__HOW TO COMPLETE THIS TASK__:
Return every line of the listing below so that it matches the original exactly.

+++ DATA FOR REVIEW +++

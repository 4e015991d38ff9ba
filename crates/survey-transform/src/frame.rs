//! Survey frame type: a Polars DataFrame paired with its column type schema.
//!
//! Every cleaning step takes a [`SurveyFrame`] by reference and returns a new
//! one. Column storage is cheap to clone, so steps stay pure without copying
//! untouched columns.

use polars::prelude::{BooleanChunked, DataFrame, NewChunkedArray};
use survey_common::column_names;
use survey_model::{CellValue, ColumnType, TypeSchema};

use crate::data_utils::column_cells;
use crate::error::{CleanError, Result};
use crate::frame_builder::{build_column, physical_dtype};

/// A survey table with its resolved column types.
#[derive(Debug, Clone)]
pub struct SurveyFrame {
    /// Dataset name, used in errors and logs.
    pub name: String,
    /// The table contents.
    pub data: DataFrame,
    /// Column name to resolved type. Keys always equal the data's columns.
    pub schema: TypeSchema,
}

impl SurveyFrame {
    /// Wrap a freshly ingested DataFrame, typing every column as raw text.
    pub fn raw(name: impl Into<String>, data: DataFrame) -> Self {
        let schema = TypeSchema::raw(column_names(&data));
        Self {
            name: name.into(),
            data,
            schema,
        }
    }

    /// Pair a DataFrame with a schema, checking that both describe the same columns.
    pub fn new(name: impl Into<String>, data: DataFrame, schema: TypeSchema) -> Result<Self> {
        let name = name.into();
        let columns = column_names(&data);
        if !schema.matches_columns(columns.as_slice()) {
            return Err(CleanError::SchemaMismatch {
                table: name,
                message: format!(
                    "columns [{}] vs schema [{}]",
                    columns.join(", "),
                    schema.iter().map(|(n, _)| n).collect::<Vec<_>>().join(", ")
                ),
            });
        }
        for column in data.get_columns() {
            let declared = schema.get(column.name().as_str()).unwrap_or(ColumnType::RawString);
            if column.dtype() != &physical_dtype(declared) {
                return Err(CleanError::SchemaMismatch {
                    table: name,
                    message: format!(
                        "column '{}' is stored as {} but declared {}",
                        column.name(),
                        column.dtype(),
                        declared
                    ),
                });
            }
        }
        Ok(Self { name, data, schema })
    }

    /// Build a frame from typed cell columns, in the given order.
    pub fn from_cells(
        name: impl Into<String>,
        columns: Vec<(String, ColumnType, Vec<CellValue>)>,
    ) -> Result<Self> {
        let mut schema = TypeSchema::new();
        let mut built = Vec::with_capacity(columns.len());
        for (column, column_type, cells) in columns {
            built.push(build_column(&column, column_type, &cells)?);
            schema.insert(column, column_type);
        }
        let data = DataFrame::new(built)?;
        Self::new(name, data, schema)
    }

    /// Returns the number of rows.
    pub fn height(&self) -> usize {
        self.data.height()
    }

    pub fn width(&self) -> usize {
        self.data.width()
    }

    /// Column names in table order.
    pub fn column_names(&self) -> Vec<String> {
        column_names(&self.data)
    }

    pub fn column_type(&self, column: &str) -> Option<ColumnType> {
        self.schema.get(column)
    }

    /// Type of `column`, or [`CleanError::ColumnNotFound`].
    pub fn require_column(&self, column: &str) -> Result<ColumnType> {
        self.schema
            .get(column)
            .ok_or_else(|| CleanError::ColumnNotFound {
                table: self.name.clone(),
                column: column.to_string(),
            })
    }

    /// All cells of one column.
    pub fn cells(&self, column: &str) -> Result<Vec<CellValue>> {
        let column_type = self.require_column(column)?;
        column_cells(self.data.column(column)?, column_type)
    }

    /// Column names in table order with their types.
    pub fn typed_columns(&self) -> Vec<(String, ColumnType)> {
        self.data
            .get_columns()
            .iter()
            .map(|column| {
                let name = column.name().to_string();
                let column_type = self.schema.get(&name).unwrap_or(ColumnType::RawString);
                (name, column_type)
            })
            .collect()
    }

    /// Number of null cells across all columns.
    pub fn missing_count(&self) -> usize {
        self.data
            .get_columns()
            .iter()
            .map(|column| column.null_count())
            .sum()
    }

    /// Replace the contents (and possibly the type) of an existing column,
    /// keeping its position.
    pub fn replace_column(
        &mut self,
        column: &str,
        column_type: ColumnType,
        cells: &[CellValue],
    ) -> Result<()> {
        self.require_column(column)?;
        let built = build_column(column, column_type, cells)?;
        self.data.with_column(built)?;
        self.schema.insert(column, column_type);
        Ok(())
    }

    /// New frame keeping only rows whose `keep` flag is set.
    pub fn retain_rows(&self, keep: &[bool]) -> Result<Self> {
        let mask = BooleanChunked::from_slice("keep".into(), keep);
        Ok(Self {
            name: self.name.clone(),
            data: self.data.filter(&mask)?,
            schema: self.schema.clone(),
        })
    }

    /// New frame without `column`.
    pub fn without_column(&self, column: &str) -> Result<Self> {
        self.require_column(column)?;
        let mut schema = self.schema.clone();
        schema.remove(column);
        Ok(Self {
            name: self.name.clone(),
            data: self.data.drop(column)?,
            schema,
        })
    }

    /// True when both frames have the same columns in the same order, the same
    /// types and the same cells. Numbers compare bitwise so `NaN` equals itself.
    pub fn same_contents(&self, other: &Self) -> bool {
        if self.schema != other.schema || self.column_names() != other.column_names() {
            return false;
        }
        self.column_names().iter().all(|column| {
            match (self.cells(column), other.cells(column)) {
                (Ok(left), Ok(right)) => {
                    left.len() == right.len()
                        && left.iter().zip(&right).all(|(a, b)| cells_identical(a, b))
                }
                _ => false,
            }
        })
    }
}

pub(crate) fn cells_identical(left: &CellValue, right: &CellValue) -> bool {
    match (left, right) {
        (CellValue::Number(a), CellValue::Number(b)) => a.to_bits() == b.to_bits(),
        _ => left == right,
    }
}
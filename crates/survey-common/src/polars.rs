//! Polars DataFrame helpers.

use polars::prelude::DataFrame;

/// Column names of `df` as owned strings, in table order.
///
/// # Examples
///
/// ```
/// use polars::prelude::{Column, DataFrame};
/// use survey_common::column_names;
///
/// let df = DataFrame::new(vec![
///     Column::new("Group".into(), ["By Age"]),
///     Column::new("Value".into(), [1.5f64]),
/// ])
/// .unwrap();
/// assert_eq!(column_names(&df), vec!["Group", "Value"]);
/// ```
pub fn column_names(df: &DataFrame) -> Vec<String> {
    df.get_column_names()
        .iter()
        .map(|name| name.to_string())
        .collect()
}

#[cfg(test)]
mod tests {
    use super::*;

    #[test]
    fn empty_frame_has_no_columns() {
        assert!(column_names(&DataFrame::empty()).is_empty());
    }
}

+++

__OUTPUT__:
repository 4e015991d38ff9ba
filename crates/survey-transform/src/frame.rs
//! Survey frame type: a Polars DataFrame paired with its column type schema.
//!
//! Every cleaning step takes a [`SurveyFrame`] by reference and returns a new
//! one. Column storage is cheap to clone, so steps stay pure without copying
//! untouched columns.

use polars::prelude::{BooleanChunked, DataFrame, NewChunkedArray};
use survey_common::column_names;
use survey_model::{CellValue, ColumnType, TypeSchema};

use crate::data_utils::column_cells;
use crate::error::{CleanError, Result};
use crate::frame_builder::{build_column, physical_dtype};

/// A survey table with its resolved column types.
#[derive(Debug, Clone)]
pub struct SurveyFrame {
    /// Dataset name, used in errors and logs.
    pub name: String,
    /// The table contents.
    pub data: DataFrame,
    /// Column name to resolved type. Keys always equal the data's columns.
    pub schema: TypeSchema,
}

impl SurveyFrame {
    /// Wrap a freshly ingested DataFrame, typing every column as raw text.
    pub fn raw(name: impl Into<String>, data: DataFrame) -> Self {
        let schema = TypeSchema::raw(column_names(&data));
        Self {
            name: name.into(),
            data,
            schema,
        }
    }

    /// Pair a DataFrame with a schema, checking that both describe the same columns.
    pub fn new(name: impl Into<String>, data: DataFrame, schema: TypeSchema) -> Result<Self> {
        let name = name.into();
        let columns = column_names(&data);
        if !schema.matches_columns(columns.as_slice()) {
            return Err(CleanError::SchemaMismatch {
                table: name,
                message: format!(
                    "columns [{}] vs schema [{}]",
                    columns.join(", "),
                    schema.iter().map(|(n, _)| n).collect::<Vec<_>>().join(", ")
                ),
            });
        }
        for column in data.get_columns() {
            let declared = schema.get(column.name().as_str()).unwrap_or(ColumnType::RawString);
            if column.dtype() != &physical_dtype(declared) {
                return Err(CleanError::SchemaMismatch {
                    table: name,
                    message: format!(
                        "column '{}' is stored as {} but declared {}",
                        column.name(),
                        column.dtype(),
                        declared
                    ),
                });
            }
        }
        Ok(Self { name, data, schema })
    }

    /// Build a frame from typed cell columns, in the given order.
    pub fn from_cells(
        name: impl Into<String>,
        columns: Vec<(String, ColumnType, Vec<CellValue>)>,
    ) -> Result<Self> {
        let mut schema = TypeSchema::new();
        let mut built = Vec::with_capacity(columns.len());
        for (column, column_type, cells) in columns {
            built.push(build_column(&column, column_type, &cells)?);
            schema.insert(column, column_type);
        }
        let data = DataFrame::new(built)?;
        Self::new(name, data, schema)
    }

    /// Returns the number of rows.
    pub fn height(&self) -> usize {
        self.data.height()
    }

    pub fn width(&self) -> usize {
        self.data.width()
    }

    /// Column names in table order.
    pub fn column_names(&self) -> Vec<String> {
        column_names(&self.data)
    }

    pub fn column_type(&self, column: &str) -> Option<ColumnType> {
        self.schema.get(column)
    }

    /// Type of `column`, or [`CleanError::ColumnNotFound`].
    pub fn require_column(&self, column: &str) -> Result<ColumnType> {
        self.schema
            .get(column)
            .ok_or_else(|| CleanError::ColumnNotFound {
                table: self.name.clone(),
                column: column.to_string(),
            })
    }

    /// All cells of one column.
    pub fn cells(&self, column: &str) -> Result<Vec<CellValue>> {
        let column_type = self.require_column(column)?;
        column_cells(self.data.column(column)?, column_type)
    }

    /// Column names in table order with their types.
    pub fn typed_columns(&self) -> Vec<(String, ColumnType)> {
        self.data
            .get_columns()
            .iter()
            .map(|column| {
                let name = column.name().to_string();
                let column_type = self.schema.get(&name).unwrap_or(ColumnType::RawString);
                (name, column_type)
            })
            .collect()
    }

    /// Number of null cells across all columns.
    pub fn missing_count(&self) -> usize {
        self.data
            .get_columns()
            .iter()
            .map(|column| column.null_count())
            .sum()
    }

    /// Replace the contents (and possibly the type) of an existing column,
    /// keeping its position.
    pub fn replace_column(
        &mut self,
        column: &str,
        column_type: ColumnType,
        cells: &[CellValue],
    ) -> Result<()> {
        self.require_column(column)?;
        let built = build_column(column, column_type, cells)?;
        self.data.with_column(built)?;
        self.schema.insert(column, column_type);
        Ok(())
    }

    /// New frame keeping only rows whose `keep` flag is set.
    pub fn retain_rows(&self, keep: &[bool]) -> Result<Self> {
        let mask = BooleanChunked::from_slice("keep".into(), keep);
        Ok(Self {
            name: self.name.clone(),
            data: self.data.filter(&mask)?,
            schema: self.schema.clone(),
        })
    }

    /// New frame without `column`.
    pub fn without_column(&self, column: &str) -> Result<Self> {
        self.require_column(column)?;
        let mut schema = self.schema.clone();
        schema.remove(column);
        Ok(Self {
            name: self.name.clone(),
            data: self.data.drop(column)?,
            schema,
        })
    }

    /// True when both frames have the same columns in the same order, the same
    /// types and the same cells. Numbers compare bitwise so `NaN` equals itself.
    pub fn same_contents(&self, other: &Self) -> bool {
        if self.schema != other.schema || self.column_names() != other.column_names() {
            return false;
        }
        self.column_names().iter().all(|column| {
            match (self.cells(column), other.cells(column)) {
                (Ok(left), Ok(right)) => {
                    left.len() == right.len()
                        && left.iter().zip(&right).all(|(a, b)| cells_identical(a, b))
                }
                _ => false,
            }
        })
    }
}

pub(crate) fn cells_identical(left: &CellValue, right: &CellValue) -> bool {
    match (left, right) {
        (CellValue::Number(a), CellValue::Number(b)) => a.to_bits() == b.to_bits(),
        _ => left == right,
    }
}
filename crates/survey-common/src/polars.rs
//! Polars DataFrame helpers.

use polars::prelude::DataFrame;

/// Column names of `df` as owned strings, in table order.
///
/// # Examples
///
/// ```
/// use polars::prelude::{Column, DataFrame};
/// use survey_common::column_names;
///
/// let df = DataFrame::new(vec![
///     Column::new("Group".into(), ["By Age"]),
///     Column::new("Value".into(), [1.5f64]),
/// ])
/// .unwrap();
/// assert_eq!(column_names(&df), vec!["Group", "Value"]);
/// ```
pub fn column_names(df: &DataFrame) -> Vec<String> {
    df.get_column_names()
        .iter()
        .map(|name| name.to_string())
        .collect()
}

#[cfg(test)]
mod tests {
    use super::*;

    #[test]
    fn empty_frame_has_no_columns() {
        assert!(column_names(&DataFrame::empty()).is_empty());
    }
}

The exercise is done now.